Given records: Begin
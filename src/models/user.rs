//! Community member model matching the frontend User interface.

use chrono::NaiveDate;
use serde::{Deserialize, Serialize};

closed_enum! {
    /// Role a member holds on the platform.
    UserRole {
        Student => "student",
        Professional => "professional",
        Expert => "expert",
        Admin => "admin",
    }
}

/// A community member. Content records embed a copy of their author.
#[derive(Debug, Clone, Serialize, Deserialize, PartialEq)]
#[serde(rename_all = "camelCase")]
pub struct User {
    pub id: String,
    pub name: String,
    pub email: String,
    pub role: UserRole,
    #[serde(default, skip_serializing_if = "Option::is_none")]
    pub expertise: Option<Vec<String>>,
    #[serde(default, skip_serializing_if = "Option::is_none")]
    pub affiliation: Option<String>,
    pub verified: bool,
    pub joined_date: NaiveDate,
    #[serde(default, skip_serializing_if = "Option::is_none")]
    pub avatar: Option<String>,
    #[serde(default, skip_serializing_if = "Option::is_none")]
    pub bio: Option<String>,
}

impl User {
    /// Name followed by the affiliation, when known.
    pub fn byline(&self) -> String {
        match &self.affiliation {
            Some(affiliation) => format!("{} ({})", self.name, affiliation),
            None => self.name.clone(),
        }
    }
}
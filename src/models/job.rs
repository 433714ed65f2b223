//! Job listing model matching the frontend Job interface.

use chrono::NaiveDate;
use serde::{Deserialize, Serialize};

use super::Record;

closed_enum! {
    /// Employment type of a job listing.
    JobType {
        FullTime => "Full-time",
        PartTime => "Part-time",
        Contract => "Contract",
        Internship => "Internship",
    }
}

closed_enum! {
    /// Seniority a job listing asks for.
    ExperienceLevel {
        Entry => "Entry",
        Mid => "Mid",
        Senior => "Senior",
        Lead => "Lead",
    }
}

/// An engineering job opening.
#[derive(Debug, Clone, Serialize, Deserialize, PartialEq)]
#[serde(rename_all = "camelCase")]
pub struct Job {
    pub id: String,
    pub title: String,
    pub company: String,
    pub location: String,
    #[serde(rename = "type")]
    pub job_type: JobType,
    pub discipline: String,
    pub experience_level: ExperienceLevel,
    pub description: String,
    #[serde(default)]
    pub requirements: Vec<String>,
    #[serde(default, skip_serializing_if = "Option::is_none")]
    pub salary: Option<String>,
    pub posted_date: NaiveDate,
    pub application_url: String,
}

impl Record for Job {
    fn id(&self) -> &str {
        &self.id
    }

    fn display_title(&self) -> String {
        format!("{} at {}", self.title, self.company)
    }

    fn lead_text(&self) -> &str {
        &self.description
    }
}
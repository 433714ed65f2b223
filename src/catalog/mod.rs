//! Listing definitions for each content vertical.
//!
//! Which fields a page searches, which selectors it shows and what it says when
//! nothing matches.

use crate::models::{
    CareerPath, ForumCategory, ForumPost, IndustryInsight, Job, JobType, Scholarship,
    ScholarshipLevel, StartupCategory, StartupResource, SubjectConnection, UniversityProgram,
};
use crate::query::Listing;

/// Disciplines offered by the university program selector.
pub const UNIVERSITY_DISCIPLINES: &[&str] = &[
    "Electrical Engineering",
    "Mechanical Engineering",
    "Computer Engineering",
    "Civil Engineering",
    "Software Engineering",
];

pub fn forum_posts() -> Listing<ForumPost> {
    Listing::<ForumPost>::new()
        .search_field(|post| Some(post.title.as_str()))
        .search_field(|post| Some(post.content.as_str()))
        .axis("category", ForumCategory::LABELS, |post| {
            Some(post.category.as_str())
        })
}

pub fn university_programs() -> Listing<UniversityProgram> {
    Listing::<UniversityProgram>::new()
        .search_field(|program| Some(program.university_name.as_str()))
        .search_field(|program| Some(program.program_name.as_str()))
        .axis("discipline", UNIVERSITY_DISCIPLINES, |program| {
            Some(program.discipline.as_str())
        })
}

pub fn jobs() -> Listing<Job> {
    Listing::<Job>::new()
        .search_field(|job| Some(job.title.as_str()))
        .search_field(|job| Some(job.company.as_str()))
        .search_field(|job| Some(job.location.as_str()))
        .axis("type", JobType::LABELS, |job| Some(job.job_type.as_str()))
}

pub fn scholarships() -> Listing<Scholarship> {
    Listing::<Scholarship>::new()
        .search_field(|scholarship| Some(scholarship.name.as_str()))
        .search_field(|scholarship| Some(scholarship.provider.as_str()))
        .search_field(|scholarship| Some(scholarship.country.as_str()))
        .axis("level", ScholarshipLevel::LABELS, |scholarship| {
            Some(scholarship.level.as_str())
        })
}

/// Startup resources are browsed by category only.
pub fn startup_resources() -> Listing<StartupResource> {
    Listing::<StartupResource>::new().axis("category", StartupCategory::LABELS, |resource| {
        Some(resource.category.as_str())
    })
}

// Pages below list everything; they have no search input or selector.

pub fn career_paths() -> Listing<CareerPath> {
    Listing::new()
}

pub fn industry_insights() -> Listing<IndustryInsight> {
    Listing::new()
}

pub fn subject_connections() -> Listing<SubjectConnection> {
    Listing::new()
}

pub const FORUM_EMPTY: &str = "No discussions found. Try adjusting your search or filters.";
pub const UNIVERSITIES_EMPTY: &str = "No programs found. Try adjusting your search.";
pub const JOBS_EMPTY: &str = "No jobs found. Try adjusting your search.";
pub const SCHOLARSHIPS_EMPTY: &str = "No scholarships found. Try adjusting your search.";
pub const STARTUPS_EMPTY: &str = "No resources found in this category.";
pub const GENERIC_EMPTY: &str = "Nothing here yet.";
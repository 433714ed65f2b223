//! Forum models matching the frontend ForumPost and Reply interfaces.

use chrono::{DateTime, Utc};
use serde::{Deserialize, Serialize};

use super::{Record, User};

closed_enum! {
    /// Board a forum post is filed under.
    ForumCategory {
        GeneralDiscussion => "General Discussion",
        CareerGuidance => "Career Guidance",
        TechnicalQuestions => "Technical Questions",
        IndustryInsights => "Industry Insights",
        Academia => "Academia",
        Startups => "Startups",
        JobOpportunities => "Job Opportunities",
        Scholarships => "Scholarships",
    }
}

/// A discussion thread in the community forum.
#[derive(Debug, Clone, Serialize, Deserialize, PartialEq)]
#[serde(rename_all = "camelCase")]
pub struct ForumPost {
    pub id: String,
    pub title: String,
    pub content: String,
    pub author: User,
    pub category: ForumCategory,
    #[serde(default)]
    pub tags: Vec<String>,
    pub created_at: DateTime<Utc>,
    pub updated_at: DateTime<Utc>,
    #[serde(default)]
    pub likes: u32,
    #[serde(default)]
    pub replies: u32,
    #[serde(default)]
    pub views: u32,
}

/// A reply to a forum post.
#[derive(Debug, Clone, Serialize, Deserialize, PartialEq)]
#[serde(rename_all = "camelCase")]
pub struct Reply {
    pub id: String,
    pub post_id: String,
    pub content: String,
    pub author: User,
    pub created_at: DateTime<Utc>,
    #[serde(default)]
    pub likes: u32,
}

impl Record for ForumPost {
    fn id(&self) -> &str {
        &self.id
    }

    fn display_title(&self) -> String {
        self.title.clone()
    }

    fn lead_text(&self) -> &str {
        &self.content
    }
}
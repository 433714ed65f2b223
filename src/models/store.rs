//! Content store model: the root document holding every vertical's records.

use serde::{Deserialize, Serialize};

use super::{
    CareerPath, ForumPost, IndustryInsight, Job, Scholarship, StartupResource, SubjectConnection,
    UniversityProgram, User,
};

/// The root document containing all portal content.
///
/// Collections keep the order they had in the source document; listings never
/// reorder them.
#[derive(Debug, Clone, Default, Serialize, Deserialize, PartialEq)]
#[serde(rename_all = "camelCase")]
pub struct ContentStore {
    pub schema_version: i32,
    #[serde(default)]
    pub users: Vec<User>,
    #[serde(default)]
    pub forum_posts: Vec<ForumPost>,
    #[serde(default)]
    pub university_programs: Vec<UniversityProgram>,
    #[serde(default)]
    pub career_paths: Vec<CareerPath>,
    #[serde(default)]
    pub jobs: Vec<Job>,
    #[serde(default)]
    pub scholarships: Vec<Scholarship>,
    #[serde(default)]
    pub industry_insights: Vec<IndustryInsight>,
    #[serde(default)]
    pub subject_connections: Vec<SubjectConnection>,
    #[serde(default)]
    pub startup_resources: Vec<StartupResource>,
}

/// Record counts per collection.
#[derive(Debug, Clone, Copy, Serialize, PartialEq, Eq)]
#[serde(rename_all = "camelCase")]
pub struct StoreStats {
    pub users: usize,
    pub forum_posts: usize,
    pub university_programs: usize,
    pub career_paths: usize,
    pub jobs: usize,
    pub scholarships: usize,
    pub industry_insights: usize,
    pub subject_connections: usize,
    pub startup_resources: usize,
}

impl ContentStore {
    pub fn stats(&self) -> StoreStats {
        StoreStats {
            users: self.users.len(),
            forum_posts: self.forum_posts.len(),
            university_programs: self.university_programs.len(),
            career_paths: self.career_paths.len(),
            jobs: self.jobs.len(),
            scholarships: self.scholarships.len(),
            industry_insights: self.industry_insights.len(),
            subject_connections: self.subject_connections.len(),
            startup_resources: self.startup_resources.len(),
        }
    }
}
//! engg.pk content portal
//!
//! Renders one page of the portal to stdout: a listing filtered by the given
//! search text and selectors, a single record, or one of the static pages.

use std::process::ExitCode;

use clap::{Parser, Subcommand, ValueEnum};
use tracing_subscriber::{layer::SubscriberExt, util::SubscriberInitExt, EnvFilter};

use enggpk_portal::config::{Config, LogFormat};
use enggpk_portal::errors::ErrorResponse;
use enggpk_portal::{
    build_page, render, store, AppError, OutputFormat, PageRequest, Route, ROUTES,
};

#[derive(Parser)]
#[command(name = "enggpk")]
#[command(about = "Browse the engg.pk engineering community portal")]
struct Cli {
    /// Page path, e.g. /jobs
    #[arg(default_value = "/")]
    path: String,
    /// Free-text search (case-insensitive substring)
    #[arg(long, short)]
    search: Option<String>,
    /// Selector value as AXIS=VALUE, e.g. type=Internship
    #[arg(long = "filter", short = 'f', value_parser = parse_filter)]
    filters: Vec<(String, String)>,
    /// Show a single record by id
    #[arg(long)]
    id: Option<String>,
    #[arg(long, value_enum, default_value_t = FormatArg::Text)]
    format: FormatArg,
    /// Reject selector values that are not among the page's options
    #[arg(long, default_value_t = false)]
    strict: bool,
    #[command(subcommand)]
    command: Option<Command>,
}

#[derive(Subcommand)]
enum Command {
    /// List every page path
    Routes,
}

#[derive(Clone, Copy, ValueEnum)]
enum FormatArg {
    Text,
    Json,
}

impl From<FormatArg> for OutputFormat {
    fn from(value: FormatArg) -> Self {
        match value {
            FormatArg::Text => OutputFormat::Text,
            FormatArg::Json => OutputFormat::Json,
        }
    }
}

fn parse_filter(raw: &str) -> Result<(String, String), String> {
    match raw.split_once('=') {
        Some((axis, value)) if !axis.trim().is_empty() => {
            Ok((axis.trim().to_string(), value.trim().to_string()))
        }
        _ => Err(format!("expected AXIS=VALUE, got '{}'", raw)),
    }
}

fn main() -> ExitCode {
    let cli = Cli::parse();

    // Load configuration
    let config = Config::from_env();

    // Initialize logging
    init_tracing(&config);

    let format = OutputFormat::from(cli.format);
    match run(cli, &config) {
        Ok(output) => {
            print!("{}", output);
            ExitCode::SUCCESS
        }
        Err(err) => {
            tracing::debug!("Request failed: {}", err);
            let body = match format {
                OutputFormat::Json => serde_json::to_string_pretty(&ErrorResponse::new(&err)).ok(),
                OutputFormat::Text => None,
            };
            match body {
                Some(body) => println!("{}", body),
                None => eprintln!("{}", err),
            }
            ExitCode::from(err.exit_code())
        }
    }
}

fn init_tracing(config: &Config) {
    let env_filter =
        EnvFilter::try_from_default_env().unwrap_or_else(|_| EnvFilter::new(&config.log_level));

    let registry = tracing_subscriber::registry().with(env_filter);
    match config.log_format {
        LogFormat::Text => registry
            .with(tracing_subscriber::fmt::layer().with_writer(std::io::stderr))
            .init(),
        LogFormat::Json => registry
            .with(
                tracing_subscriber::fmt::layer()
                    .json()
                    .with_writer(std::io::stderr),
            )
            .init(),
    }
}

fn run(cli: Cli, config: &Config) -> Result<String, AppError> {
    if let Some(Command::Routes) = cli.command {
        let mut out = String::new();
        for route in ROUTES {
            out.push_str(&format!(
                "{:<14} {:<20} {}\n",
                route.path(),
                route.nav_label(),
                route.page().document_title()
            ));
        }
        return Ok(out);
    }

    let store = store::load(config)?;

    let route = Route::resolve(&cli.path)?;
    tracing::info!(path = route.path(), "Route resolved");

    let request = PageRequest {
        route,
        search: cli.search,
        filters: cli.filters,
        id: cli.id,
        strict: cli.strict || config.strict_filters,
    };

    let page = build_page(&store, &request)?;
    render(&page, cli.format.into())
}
Given records: End
What is required
Across the material, report every line that has the word "when".

Exercise output
    /// Name followed by the affiliation, when known.
//! Which fields a page searches, which selectors it shows and what it says when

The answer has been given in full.